## What the task requires:
An exact reproduction of the lines from the one with "ordered child insertion" to the end of the data below is required. No other lines may be included.

Segment Start: Entries shown

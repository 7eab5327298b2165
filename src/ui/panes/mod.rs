//! Viewer pane rendering
//!
//! Each pane is a stateless render function; scroll state lives in
//! [`App`](crate::ui::app::App).
//!
//! - [`tree`]: indented tree with fold markers and the selected row
//! - [`details`]: selected node fields and tree summary
//! - [`status`]: status bar with keybindings

pub mod details;
pub mod status;
pub mod tree;

pub use details::render_details_pane;
pub use status::render_status_bar;
pub use tree::render_tree_pane;
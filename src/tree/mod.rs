//! Generic syntax tree for C-- parsers
//!
//! The tree is built by parser actions while input is recognized, dumped once
//! for diagnostics, and destroyed once:
//! - [`node`]: node type, kind tags and token payloads
//! - [`builder`]: ordered child insertion
//! - [`traverse`]: preorder walk and the diagnostic dump
//! - [`printer`]: per-node dump formatting
//! - [`destroy`]: post-order teardown
//! - [`stats`]: summary counts used by the viewer and logs
//!
//! # Representation
//!
//! Each node owns its children in a `Vec`, in the order they were inserted.
//! There are no parent or sibling links, so the structure is a tree by
//! construction: attaching a node moves it into its parent.

pub mod builder;
pub mod destroy;
pub mod errors;
pub mod node;
pub mod printer;
pub mod stats;
pub mod traverse;

pub use builder::insert;
pub use destroy::{destroy, destroy_with};
pub use errors::TreeError;
pub use node::{NodeKind, Payload, SyntaxNode};
pub use printer::{format_node, print_node, DumpConfig};
pub use stats::TreeStats;
pub use traverse::{preorder, traverse, Preorder};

Segment End: Entries shown

## Response to this task:
//! - [`builder`]: ordered child insertion
//! - [`traverse`]: preorder walk and the diagnostic dump
//! - [`printer`]: per-node dump formatting
//! - [`destroy`]: post-order teardown
//! - [`stats`]: summary counts used by the viewer and logs
//!
//! # Representation
//!
//! Each node owns its children in a `Vec`, in the order they were inserted.
//! There are no parent or sibling links, so the structure is a tree by
//! construction: attaching a node moves it into its parent.

pub mod builder;
pub mod destroy;
pub mod errors;
pub mod node;
pub mod printer;
pub mod stats;
pub mod traverse;

pub use builder::insert;
pub use destroy::{destroy, destroy_with};
pub use errors::TreeError;
pub use node::{NodeKind, Payload, SyntaxNode};
pub use printer::{format_node, print_node, DumpConfig};
pub use stats::TreeStats;
pub use traverse::{preorder, traverse, Preorder};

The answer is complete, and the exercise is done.